“Somos donos do que calamos e escravos do que falamos.”
Sabe, eu tô aqui pensando nessa minha necessidade absurda de falar das coisas que sinto. Não posso deixar batido, nada. Tenho que me expor, estar do avesso, rasgar a pele o peito as veias. Ver jorrar meu sangue por todo lado, nadar nele, te afogar com ele… tudo isso até ter nojo de mim, até me tornar demasiadamente humana, involuntariamente despida e crua.
Conheço gente que nunca fala de si, fala do mundo, do jornal, do preço das coisas no mercado, das tragédias, ou de acontecimentos casuais… não tem essa necessidade claustrofóbica de falar de si. Pessoas que sabem valorizar o silêncio, a intimidade do que sentem, o mistério das coisas.
Amo-as e odeio-as. Amo pelo tanto que as invejo e admiro. Odeio por serem tão reservadas, pelo tanto que são inatingíveis e potencialmente idealizadas com toda a máscara de mistério. Tão reservadas que me ofendem. O silêncio delas torna o meu jeito de ser pontualmente vulgar e estúpido.

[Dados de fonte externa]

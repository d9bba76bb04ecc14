//! Public persistent map facade.

use std::fmt;
use std::hash::Hash;
use std::ops;

use crate::hamt::Hamt;
use crate::iter::{Iter, Keys, Values};
use crate::small::{ArrayMap, MAX_ENTRIES};

/// Pair counts up to this build the packed-array representation when
/// constructing from a fixed set of pairs.
const SMALL_FROM: usize = MAX_ENTRIES - 1;

/// Persistent hash map.
///
/// Every write returns a new map sharing structure with `self`; the old
/// value stays valid and unchanged. Cloning is O(1). Small maps live in a
/// packed entry array and promote to a hash array-mapped trie when an
/// insert would create a tenth entry.
pub struct HashTrieMap<K, V> {
    repr: Repr<K, V>,
}

enum Repr<K, V> {
    Small(ArrayMap<K, V>),
    Trie(Hamt<K, V>),
}

// ---------------------------------------------------------------------------
// Construction & accessors — no trait bounds
// ---------------------------------------------------------------------------

impl<K, V> HashTrieMap<K, V> {
    /// Creates an empty map.
    #[must_use]
    pub fn new() -> Self {
        Self {
            repr: Repr::Small(ArrayMap::new()),
        }
    }

    /// Returns the number of key-value pairs.
    #[must_use]
    pub fn len(&self) -> usize {
        match &self.repr {
            Repr::Small(small) => small.len(),
            Repr::Trie(trie) => trie.len(),
        }
    }

    /// Returns `true` if the map contains no entries.
    #[must_use]
    pub fn is_empty(&self) -> bool {
        self.len() == 0
    }

    /// Returns an iterator over `(&K, &V)` pairs.
    #[must_use]
    pub fn iter(&self) -> Iter<'_, K, V> {
        match &self.repr {
            Repr::Small(small) => Iter::small(small.entries()),
            Repr::Trie(trie) => Iter::trie(trie.root(), trie.len()),
        }
    }

    /// Returns an iterator over the keys.
    #[must_use]
    pub fn keys(&self) -> Keys<'_, K, V> {
        Keys { inner: self.iter() }
    }

    /// Returns an iterator over the values.
    #[must_use]
    pub fn values(&self) -> Values<'_, K, V> {
        Values { inner: self.iter() }
    }
}

// ---------------------------------------------------------------------------
// Read operations — K: Hash + Eq
// ---------------------------------------------------------------------------

impl<K: Hash + Eq, V> HashTrieMap<K, V> {
    /// Returns a reference to the value associated with `key`.
    #[must_use]
    pub fn get(&self, key: &K) -> Option<&V> {
        self.get_key_value(key).map(|(_, value)| value)
    }

    /// Returns the stored key-value pair for `key`.
    #[must_use]
    pub fn get_key_value(&self, key: &K) -> Option<(&K, &V)> {
        match &self.repr {
            Repr::Small(small) => small.get_key_value(key),
            Repr::Trie(trie) => trie.entry(key).map(|entry| (&entry.key, &entry.value)),
        }
    }

    /// Returns `true` if the map contains the given key.
    #[must_use]
    pub fn contains_key(&self, key: &K) -> bool {
        self.get_key_value(key).is_some()
    }
}

impl<K, V: PartialEq> HashTrieMap<K, V> {
    /// Returns `true` if some binding holds the given value.
    ///
    /// Linear in the size of the map.
    #[must_use]
    pub fn contains_value(&self, value: &V) -> bool {
        self.iter().any(|(_, stored)| stored == value)
    }
}

// ---------------------------------------------------------------------------
// Write operations — K: Hash + Eq + Clone, V: Clone
// ---------------------------------------------------------------------------

impl<K: Hash + Eq + Clone, V: PartialEq + Clone> HashTrieMap<K, V> {
    /// Inserts a binding, returning the updated map.
    ///
    /// Inserting a binding that is already present returns a map sharing
    /// all of its structure with `self`.
    #[must_use]
    pub fn insert(&self, key: K, value: V) -> Self {
        match &self.repr {
            Repr::Small(small) => match small.insert(key.clone(), value.clone()) {
                Some(small) => Self {
                    repr: Repr::Small(small),
                },
                // Overflow: rebuild every entry into an empty trie, then
                // insert the new pair there.
                None => {
                    let mut trie = Hamt::new();
                    for (k, v) in small.entries() {
                        trie = trie.insert(k.clone(), v.clone());
                    }
                    Self {
                        repr: Repr::Trie(trie.insert(key, value)),
                    }
                }
            },
            Repr::Trie(trie) => Self {
                repr: Repr::Trie(trie.insert(key, value)),
            },
        }
    }
}

impl<K: Hash + Eq + Clone, V: Clone> HashTrieMap<K, V> {
    /// Removes a key, returning the updated map.
    ///
    /// Removing an absent key returns a map sharing all of its structure
    /// with `self`.
    #[must_use]
    pub fn remove(&self, key: &K) -> Self {
        match &self.repr {
            Repr::Small(small) => Self {
                repr: Repr::Small(small.remove(key)),
            },
            Repr::Trie(trie) => Self {
                repr: Repr::Trie(trie.remove(key)),
            },
        }
    }
}

// ---------------------------------------------------------------------------
// Trait impls
// ---------------------------------------------------------------------------

// Manual impl: both representations share storage without cloning entries.
impl<K, V> Clone for HashTrieMap<K, V> {
    fn clone(&self) -> Self {
        Self {
            repr: match &self.repr {
                Repr::Small(small) => Repr::Small(small.clone()),
                Repr::Trie(trie) => Repr::Trie(trie.clone()),
            },
        }
    }
}

impl<K, V> Default for HashTrieMap<K, V> {
    fn default() -> Self {
        Self::new()
    }
}

impl<K: fmt::Debug, V: fmt::Debug> fmt::Debug for HashTrieMap<K, V> {
    fn fmt(&self, f: &mut fmt::Formatter<'_>) -> fmt::Result {
        f.debug_map().entries(self.iter()).finish()
    }
}

impl<K: Hash + Eq, V: PartialEq> PartialEq for HashTrieMap<K, V> {
    fn eq(&self, other: &Self) -> bool {
        self.len() == other.len() && self.iter().all(|(key, value)| other.get(key) == Some(value))
    }
}

impl<K: Hash + Eq, V: Eq> Eq for HashTrieMap<K, V> {}

impl<K: Hash + Eq, V> ops::Index<&K> for HashTrieMap<K, V> {
    type Output = V;

    fn index(&self, key: &K) -> &V {
        self.get(key).expect("key not found")
    }
}

impl<K: Hash + Eq + Clone, V: PartialEq + Clone> FromIterator<(K, V)> for HashTrieMap<K, V> {
    fn from_iter<I: IntoIterator<Item = (K, V)>>(iter: I) -> Self {
        let mut map = Self::new();
        for (key, value) in iter {
            map = map.insert(key, value);
        }
        map
    }
}

impl<K: Hash + Eq + Clone, V: PartialEq + Clone, const N: usize> From<[(K, V); N]>
    for HashTrieMap<K, V>
{
    /// Builds a map from a fixed set of pairs: up to eight pairs stay in
    /// the packed-array representation, more build the trie directly.
    fn from(pairs: [(K, V); N]) -> Self {
        if N <= SMALL_FROM {
            return pairs.into_iter().collect();
        }
        let mut trie = Hamt::new();
        for (key, value) in pairs {
            trie = trie.insert(key, value);
        }
        Self {
            repr: Repr::Trie(trie),
        }
    }
}

impl<'a, K, V> IntoIterator for &'a HashTrieMap<K, V> {
    type Item = (&'a K, &'a V);
    type IntoIter = Iter<'a, K, V>;

    fn into_iter(self) -> Iter<'a, K, V> {
        self.iter()
    }
}

// ---------------------------------------------------------------------------
// Test-only structural introspection
// ---------------------------------------------------------------------------

#[cfg(test)]
impl<K, V> HashTrieMap<K, V> {
    /// Returns the trie engine when the map has promoted past the packed
    /// array representation.
    pub(crate) fn as_trie(&self) -> Option<&Hamt<K, V>> {
        match &self.repr {
            Repr::Small(_) => None,
            Repr::Trie(trie) => Some(trie),
        }
    }
}
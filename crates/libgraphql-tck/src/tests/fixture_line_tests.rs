use crate::fixture_line::split_fields;
use crate::fixture_line::FixtureLine;

#[test]
fn header_line_takes_text_after_first_marker() {
    assert_eq!(
        FixtureLine::classify("# Basic Query"),
        FixtureLine::Header("Basic Query"),
    );
    assert_eq!(
        FixtureLine::classify("   #  Indented Header  "),
        FixtureLine::Header("Indented Header"),
    );
    assert_eq!(
        FixtureLine::classify("## Two # markers"),
        FixtureLine::Header("# Two # markers"),
    );
}

#[test]
fn header_line_with_pipes_is_still_a_header() {
    assert_eq!(
        FixtureLine::classify("# 1|a|b|c"),
        FixtureLine::Header("1|a|b|c"),
    );
}

#[test]
fn bare_marker_is_an_empty_header() {
    assert_eq!(FixtureLine::classify("#"), FixtureLine::Header(""));
}

#[test]
fn data_line_splits_on_every_pipe() {
    assert_eq!(
        FixtureLine::classify("3|hero|id|Query must expose hero.id"),
        FixtureLine::Data(vec!["3", "hero", "id", "Query must expose hero.id"]),
    );
}

#[test]
fn data_line_keeps_untrimmed_fields() {
    assert_eq!(
        FixtureLine::classify(" 3 | hero |id|desc "),
        FixtureLine::Data(vec![" 3 ", " hero ", "id", "desc "]),
    );
}

#[test]
fn blank_and_free_text_lines_are_ignored() {
    assert_eq!(FixtureLine::classify(""), FixtureLine::Ignored);
    assert_eq!(FixtureLine::classify("    "), FixtureLine::Ignored);
    assert_eq!(FixtureLine::classify("just some notes"), FixtureLine::Ignored);
}

#[test]
fn trailing_empty_fields_are_dropped() {
    assert_eq!(split_fields("1|a|b|"), vec!["1", "a", "b"]);
    assert_eq!(split_fields("1|a|b|c|"), vec!["1", "a", "b", "c"]);
    assert_eq!(split_fields("3|type Query|||"), vec!["3", "type Query"]);
}

#[test]
fn inner_empty_fields_are_kept() {
    assert_eq!(split_fields("5||NAME|d"), vec!["5", "", "NAME", "d"]);
}
use crate::tests::utils;
use crate::CaseMatrixBuilder;
use crate::DirectoryFixtureRoot;
use crate::FixtureLoadError;
use crate::FixtureSource;
use crate::InMemoryFixtureRoot;
use crate::TckConfig;
use crate::SCHEMA_SNIPPETS_DATA_SOURCE;

fn case_labels(matrix: &crate::CaseMatrix) -> Vec<String> {
    matrix.iter()
        .map(|case| format!("{}:{}", case.source_name(), case.sequence_number()))
        .collect()
}

#[test]
fn concatenates_files_in_located_order() {
    let implementation = InMemoryFixtureRoot::new("impl")
        .with_file("ext.csv", "# Ext\n10|a|x|ext one\n11|a|y|ext two");
    let specification = InMemoryFixtureRoot::new("spec")
        .with_file("second.csv", "2|a|x|second")
        .with_file("first.csv", "1|a|x|first\n3|a|x|third");

    let matrix = CaseMatrixBuilder::new(TckConfig::default())
        .implementation_root(&implementation)
        .specification_root(&specification)
        .build();

    assert_eq!(matrix.name(), SCHEMA_SNIPPETS_DATA_SOURCE);
    assert_eq!(
        case_labels(&matrix),
        vec!["ext.csv:10", "ext.csv:11", "second.csv:2", "first.csv:1", "first.csv:3"],
    );
}

#[test]
fn parameter_rows_hold_one_case_each() {
    let specification = InMemoryFixtureRoot::new("spec")
        .with_file("a.csv", "1|a|x|one\n2|a|y|two");

    let matrix = CaseMatrixBuilder::new(TckConfig::default())
        .specification_root(&specification)
        .build();

    let rows = matrix.parameter_rows();
    assert_eq!(rows.len(), 2);
    assert_eq!(rows[0][0], &matrix.cases()[0]);
    assert_eq!(rows[1][0].failure_message(), "(2) - two");
}

#[test]
fn disabling_specification_tests_keeps_implementation_cases() {
    let implementation = InMemoryFixtureRoot::new("impl")
        .with_file("ext.csv", "1|a|x|ext");
    let specification = InMemoryFixtureRoot::new("spec")
        .with_file("spec.csv", "1|a|x|spec\n2|a|x|spec");

    let matrix = CaseMatrixBuilder::new(
        TckConfig::new().with_specification_tests_disabled(true),
    )
        .implementation_root(&implementation)
        .specification_root(&specification)
        .build();

    assert_eq!(case_labels(&matrix), vec!["ext.csv:1"]);
    assert!(matrix.load_reports().iter().all(|r| r.source == FixtureSource::Implementation));
}

#[test]
fn failing_files_are_isolated() {
    let specification = InMemoryFixtureRoot::new("spec")
        .with_file("good.csv", "1|a|x|good")
        .with_unreadable_file("locked.csv")
        .with_file("bad_count.csv", "1|a|x|fine\nNaN|a|x|broken")
        .with_file("also_good.csv", "2|a|x|also good");

    let matrix = CaseMatrixBuilder::new(TckConfig::default())
        .specification_root(&specification)
        .build();

    assert_eq!(case_labels(&matrix), vec!["good.csv:1", "also_good.csv:2"]);

    let failures: Vec<&str> =
        matrix.load_failures()
            .map(|report| report.file_name.as_str())
            .collect();
    assert_eq!(failures, vec!["locked.csv", "bad_count.csv"]);

    let bad_count = &matrix.load_reports()[2];
    assert!(matches!(
        &bad_count.outcome,
        Err(FixtureLoadError::InvalidSequenceNumber { line_number: 2, .. }),
    ));
    assert!(matches!(
        &matrix.load_reports()[1].outcome,
        Err(FixtureLoadError::Read { .. }),
    ));
}

#[test]
fn malformed_rows_are_reported_per_file() {
    let specification = InMemoryFixtureRoot::new("spec")
        .with_file("mixed.csv", "1|a|x|valid\n2|a|three fields");

    let matrix = CaseMatrixBuilder::new(TckConfig::default())
        .specification_root(&specification)
        .build();

    assert_eq!(matrix.len(), 1);
    assert_eq!(matrix.malformed_rows().count(), 1);
    assert_eq!(matrix.load_reports()[0].outcome, Ok(1));
}

#[test]
fn no_roots_yield_an_empty_matrix() {
    let matrix = CaseMatrixBuilder::new(TckConfig::default()).build();
    assert!(matrix.is_empty());
    assert!(matrix.load_reports().is_empty());
}

#[test]
fn loads_fixture_directories_from_disk() {
    let implementation = DirectoryFixtureRoot::new(utils::implementation_fixtures_dir());
    let specification = DirectoryFixtureRoot::new(utils::specification_fixtures_dir());

    let matrix = CaseMatrixBuilder::new(TckConfig::default())
        .implementation_root(&implementation)
        .specification_root(&specification)
        .build();

    assert_eq!(matrix.len(), 6);
    assert_eq!(matrix.cases()[0].source_name(), "extensions.csv");
    assert_eq!(
        utils::sorted_names(
            matrix.load_reports().iter().map(|r| r.file_name.clone()),
        ),
        vec![
            "bad_sequence.csv",
            "basic.csv",
            "enums.csv",
            "extensions.csv",
            "malformed.csv",
        ],
    );

    let failures: Vec<&str> =
        matrix.load_failures()
            .map(|report| report.file_name.as_str())
            .collect();
    assert_eq!(failures, vec!["bad_sequence.csv"]);
    assert_eq!(matrix.malformed_rows().count(), 2);
}

#[test]
fn disabled_specification_directory_is_skipped() {
    let implementation = DirectoryFixtureRoot::new(utils::implementation_fixtures_dir());
    let specification = DirectoryFixtureRoot::new(utils::specification_fixtures_dir());

    let matrix = CaseMatrixBuilder::new(
        TckConfig::new().with_specification_tests_disabled(true),
    )
        .implementation_root(&implementation)
        .specification_root(&specification)
        .build();

    assert_eq!(matrix.len(), 1);
    assert!(matrix.iter().all(|case| case.source_name() == "extensions.csv"));
}

#[test]
fn warnings_are_reported_per_fixture() {
    let spec = InMemoryFixtureRoot::new("spec")
        .with_file("clean.csv", "1|hero|id|clean\n")
        .with_file("sloppy.csv", "1||NAME'OR''OR'name|sloppy\n");

    let matrix = CaseMatrixBuilder::new(TckConfig::default())
        .specification_root(&spec)
        .build();

    assert_eq!(matrix.len(), 2);
    let warned: Vec<&str> =
        matrix.load_reports().iter()
            .filter(|report| !report.warnings.is_empty())
            .map(|report| report.file_name.as_str())
            .collect();
    assert_eq!(warned, vec!["sloppy.csv"]);
    assert_eq!(matrix.warnings().count(), 1);
}
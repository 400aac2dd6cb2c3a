//! Fixture loading and assertion matching for GraphQL schema compliance
//! suites.
//!
//! Fixture files are pipe-delimited text files describing fragments that must
//! appear in a schema document. This crate locates them in a specification
//! root and an optional implementation-specific root, parses them into
//! [`Assertion`]s, and aggregates them into a [`CaseMatrix`] that can be
//! evaluated against a [`SchemaDocument`].
//!
//! ```text
//! # Basic Query
//! 3|hero|id|Query must expose hero.id
//! 5||NAME'OR'name|Field name must exist
//! ```

mod assertion;
mod case_matrix;
mod case_runner;
mod directory_fixture_root;
mod fixture_line;
mod fixture_load_error;
pub mod fixture_locator;
pub mod fixture_parser;
mod fixture_root;
mod in_memory_fixture_root;
mod schema_document;
mod tck_config;
pub mod text_file;

pub use assertion::Assertion;
pub use assertion::ExpectedFragments;
pub use assertion::ALTERNATION_TOKEN;
pub use case_matrix::CaseMatrix;
pub use case_matrix::CaseMatrixBuilder;
pub use case_matrix::FixtureLoadReport;
pub use case_matrix::SCHEMA_SNIPPETS_DATA_SOURCE;
pub use case_runner::run_cases;
pub use case_runner::SchemaSnippetResult;
pub use case_runner::SchemaSnippetResults;
pub use directory_fixture_root::DirectoryFixtureRoot;
pub use fixture_load_error::FixtureLoadError;
pub use fixture_load_error::FixtureWarning;
pub use fixture_load_error::MalformedRow;
pub use fixture_locator::FixtureSource;
pub use fixture_parser::ParsedFixture;
pub use fixture_root::FixtureEntry;
pub use fixture_root::FixtureRoot;
pub use fixture_root::FixtureRootError;
pub use in_memory_fixture_root::InMemoryFixtureRoot;
pub use schema_document::AssertionFailure;
pub use schema_document::AssertionOutcome;
pub use schema_document::SchemaDocument;
pub use tck_config::TckConfig;
pub use tck_config::TckConfigError;
pub use text_file::TextFileError;

#[cfg(test)]
mod tests;
pub(crate) const COMMENT_MARKER: char = '#';
pub(crate) const FIELD_DELIMITER: char = '|';

/// The three shapes a line of a fixture file can take.
#[derive(Clone, Debug, Eq, PartialEq)]
pub(crate) enum FixtureLine<'a> {
    /// `# Some Section` -- carries the trimmed text after the first `#`.
    Header(&'a str),

    /// A pipe-delimited row, split into its fields.
    Data(Vec<&'a str>),

    /// Blank lines and free text without a delimiter.
    Ignored,
}

impl<'a> FixtureLine<'a> {
    pub(crate) fn classify(line: &'a str) -> Self {
        let trimmed = line.trim();
        if trimmed.starts_with(COMMENT_MARKER) {
            let after_marker = match line.find(COMMENT_MARKER) {
                Some(idx) => &line[idx + COMMENT_MARKER.len_utf8()..],
                None => "",
            };
            return Self::Header(after_marker.trim());
        }

        if !line.is_empty() && trimmed.contains(FIELD_DELIMITER) {
            return Self::Data(split_fields(line));
        }

        Self::Ignored
    }
}

/// Splits a data row on every `|`.
///
/// Trailing empty fields are dropped, so `1|a|b|` has three fields and is
/// rejected as a malformed row rather than accepted with an empty
/// description.
pub(crate) fn split_fields(line: &str) -> Vec<&str> {
    let mut fields: Vec<&str> = line.split(FIELD_DELIMITER).collect();
    while fields.len() > 1 && fields.last().is_some_and(|field| field.is_empty()) {
        fields.pop();
    }
    fields
}
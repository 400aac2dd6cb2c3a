use libgraphql_tck::CaseMatrix;
use libgraphql_tck::CaseMatrixBuilder;
use libgraphql_tck::DirectoryFixtureRoot;
use libgraphql_tck::TckConfig;
use std::path::PathBuf;

/// Fixture-loading options shared by every subcommand.
#[derive(Debug, clap::Args)]
pub(crate) struct FixtureArgs {
    #[arg(
        help="Directory of specification-wide fixture (`.csv`) files.",
        long,
        value_name="DIR",
    )]
    spec_fixtures: PathBuf,

    #[arg(
        help="Directory of implementation-specific fixture (`.csv`) files. \
             A missing directory is not an error.",
        long,
        value_name="DIR",
    )]
    impl_fixtures: Option<PathBuf>,

    #[arg(
        help="Only load implementation-specific fixtures. Can also be set with \
             the `DISABLE_SPECIFICATION_TESTS` environment variable.",
        long,
    )]
    disable_specification_tests: bool,
}

impl FixtureArgs {
    pub(crate) fn tck_config(&self) -> TckConfig {
        let disabled =
            self.disable_specification_tests
            || specification_tests_disabled_by_env();
        TckConfig::new().with_specification_tests_disabled(disabled)
    }

    /// Loads the case matrix on a blocking thread; fixture loading is plain
    /// synchronous file I/O.
    pub(crate) async fn load_case_matrix(&self) -> anyhow::Result<CaseMatrix> {
        let config = self.tck_config();
        let spec_dir = self.spec_fixtures.clone();
        let impl_dir = self.impl_fixtures.clone();

        log::debug!(
            "Loading fixtures (specification: {spec_dir:#?}, implementation: \
            {impl_dir:#?}, specification tests disabled: {}).",
            config.specification_tests_disabled(),
        );

        let matrix = tokio::task::spawn_blocking(move || {
            let specification = DirectoryFixtureRoot::new(spec_dir);
            let implementation = impl_dir.map(DirectoryFixtureRoot::new);

            let mut builder =
                CaseMatrixBuilder::new(config)
                    .specification_root(&specification);
            if let Some(implementation) = &implementation {
                builder = builder.implementation_root(implementation);
            }
            builder.build()
        }).await?;

        Ok(matrix)
    }
}

fn specification_tests_disabled_by_env() -> bool {
    let var_name = TckConfig::DISABLE_SPECIFICATION_TESTS_ENV_VAR;
    match std::env::var(var_name) {
        Ok(value) => TckConfig::parse_flag(&value).unwrap_or_else(|err| {
            log::warn!("Ignoring `{var_name}` environment variable: {err}");
            false
        }),
        Err(_) => false,
    }
}
use crate::Cli;
use crate::CommandResult;

/// A subcommand of the `graphql-tck` CLI.
pub(crate) trait RunnableCommand: std::fmt::Debug {
    async fn run(self, cli: &Cli) -> CommandResult;
}
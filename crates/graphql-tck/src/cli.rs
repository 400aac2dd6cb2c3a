use clap::CommandFactory;
use crate::commands;

#[derive(clap::Parser, Debug)]
#[command(
    name = "graphql-tck",
    version,
    about = "Checks a GraphQL schema document against schema snippet fixtures.",
)]
pub(crate) struct Cli {
    #[command(subcommand)]
    pub(crate) cmd: Option<commands::CommandEnum>,

    #[arg(
        help="Enable verbose output.",
        long,
        short='v',
    )]
    pub verbose: bool,
}
impl Cli {
    pub(crate) async fn run_default(self) -> anyhow::Result<()> {
        Self::command().print_help()?;
        Ok(())
    }
}
use crate::AssertionOutcome;
use crate::CaseMatrix;
use crate::SchemaDocument;
use rayon::prelude::IntoParallelRefIterator;
use rayon::prelude::ParallelIterator;

/// Result of evaluating one case against a schema document.
#[derive(Debug)]
pub struct SchemaSnippetResult {
    pub test_name: String,
    pub source_name: String,
    pub search_term: Option<String>,
    pub outcome: AssertionOutcome,
}

impl SchemaSnippetResult {
    pub fn passed(&self) -> bool {
        self.outcome.passed()
    }
}

/// Results of a full run, in case-matrix order.
#[derive(Debug, Default)]
pub struct SchemaSnippetResults {
    pub results: Vec<SchemaSnippetResult>,
}

impl SchemaSnippetResults {
    pub fn all_passed(&self) -> bool {
        self.results.iter().all(|r| r.passed())
    }

    pub fn failures(&self) -> impl Iterator<Item = &SchemaSnippetResult> {
        self.results.iter().filter(|r| !r.passed())
    }

    pub fn failure_report(&self) -> String {
        let failures: Vec<_> = self.failures().collect();
        let failures_len = failures.len();
        let results_len = self.results.len();
        let failures_text = failures
            .iter()
            .map(|r| format_detailed_failure(r))
            .collect::<Vec<_>>()
            .join("\n\n");

        format!("{failures_len} of {results_len} schema snippet tests failed:\n\n{failures_text}")
    }

    pub fn summary(&self) -> String {
        let all_passed = self.all_passed();
        let emoji = if all_passed { "✅" } else { "❌" };
        let banner = format!("{emoji} ========================================");
        let header = format!("{emoji} SCHEMA SNIPPET SUMMARY");
        let total = self.results.len();

        if all_passed {
            format!("{banner}\n{header}\n{banner}\nTotal tests: {total}\nPassed: {total}\nFailed: 0\n\nAll schema snippet tests passed!\n{banner}")
        } else {
            let failures: Vec<_> = self.failures().collect();
            let failures_len = failures.len();
            let passed = total - failures_len;
            let failed_list = failures
                .iter()
                .map(|r| format!("  - {}", r.test_name))
                .collect::<Vec<_>>()
                .join("\n");

            format!("{banner}\n{header}\n{banner}\nTotal tests: {total}\nPassed: {passed}\nFailed: {failures_len}\n\nFailed schema snippet tests:\n{failed_list}\n\nSee details above for each failure.\n{banner}")
        }
    }
}

fn format_detailed_failure(result: &SchemaSnippetResult) -> String {
    let mut output = format!("❌ {}\n   Fixture: {}\n", result.test_name, result.source_name);

    if let Some(search_term) = &result.search_term {
        output.push_str(&format!("   Search term: {search_term}\n"));
    }

    if let AssertionOutcome::Failed(failure) = &result.outcome {
        for line in failure.to_string().lines() {
            output.push_str(&format!("   {line}\n"));
        }
    }

    output
}

/// Evaluates every case of `matrix` against `schema`.
///
/// Cases are independent and are evaluated in parallel; results keep the
/// matrix order.
pub fn run_cases(matrix: &CaseMatrix, schema: &SchemaDocument) -> SchemaSnippetResults {
    let results = matrix.cases()
        .par_iter()
        .map(|case| {
            let outcome = schema.evaluate(case);
            log::trace!("{case}: {outcome:?}");
            SchemaSnippetResult {
                test_name: case.display_name(),
                source_name: case.source_name().to_string(),
                search_term: case.search_term().map(str::to_string),
                outcome,
            }
        })
        .collect();

    SchemaSnippetResults { results }
}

Um fremir de coisas caóticas, me jogo no mundo procurando um rumo, algo compreensível em meio a uma fumaça densa e irrespirável. Volto sempre desenganada, contemplando fantasmas e rindo alto de puro pavor.
Adoro os silenciosos. Tenho como um dos passatempos prediletos roubar a intimidade deles… sou uma ladrazinha de intimidades. Vou colhendo umas aqui, outras ali… e colecionando, me lembrando delas. Tento roubar um pouco da intimidade de qualquer pessoa que se aproxime de mim. Os silenciosos, ah, os silenciosos… nunca querem me dar nada! E sempre saem fugidos, assustados com minha loucura. Eu tenho que conquistar tudo com esmero e precisão. Furto tudo enquanto eles se distraem, ou então roubo mesmo à mão armada: “ – Passa essa intimidade aí agorinha mesmo, maluco!!”
As vezes eles me escapam, eu falho, vejo-os indo embora em passos pequenos, pois estão sempre atentos em não chamar atenção. Vão cuidar de suas miudezas, sem plateia.
Eu fico lá com cara de boba, e depois, resignada, me junto aos loucos desvairados como eu. Também adoro os loucos, estes que também existem do avesso. Eles são mais reais, menos idealizados, com toda sua humanidade sangrando… me entregam intimidades num segundo, sem que eu tenha que caçar por elas. Fazem-me confortável em me deixar ser exatamente o que sou. Vou cantar, rir alto, beber, falar de mim, de você, de tudo que acontece e do que não acontece. Vou me perder de mim e me tornar aquilo tudo que digo, romper o que tenho, ferir-me para dizer, para soprar palavras que vão perdendo o signo. Serei escrava de tudo o que disse, e do modo como me defino (vou sendo o que me invento). Estarei violada e suja. Logo farei um tratado sobre a complexidade das coisas. Ficarei angustiada e ansiosa… talvez termine a noite chorando sem saber exatamente porquê. Ou na cama de alguém que mal conheço, ou de cara no vaso, ou sozinha vagando por ruas estranhas, pensando no quanto quase nada vale a pena. Nem você, nem eu.
Pensando o quanto faço coisas pra me destruir, o quanto machuco as pessoas que realmente amo e me fazem bem, o quanto queria ser melhor pra elas… Essas pessoas que sei que vão estar sempre comigo, mas eu não estou sempre pra elas. Estou muito distraída roubando intimidades sem substância, intimidades sem olhos, enquanto os que me amam lutam por um pouquinho da minha atenção.
Está quente aqui dentro… acendo um incenso, pego um copo d’água e coloco dois cubos de gelo que de tão petrificados, racham em contato com a água, fazendo um barulhinho gostoso de ouvir. Tomo a água, assopro dentro do copo de vidro com os gelos no fundo, vem um arzinho fresco no meu rosto. Viro o copo, mordo o gelo. O incenso acaba. Chove lá fora, é alta madrugada e hoje eu resolvi ficar. Lá fora eles talvez bebam, dancem, trepem. Não os invejo, já fiz coisas como eles, mas hoje estou aqui. Quis ficar, ficar aqui, comigo, fazendo festinha pra mim… Lendo, assistindo filmes, ouvindo música. Tudo completamente sóbria e contente.
Contente porque estou criando intimidade comigo mesma, fazendo amizade comigo. Olhando-me e perguntando: “Ei, como você está? Me fale de você… Vamos fazer algo legal juntas.”
E percebo, ao fim, que posso ser melhor para as pessoas que amo, se primeiro for melhor e mais serena comigo mesma.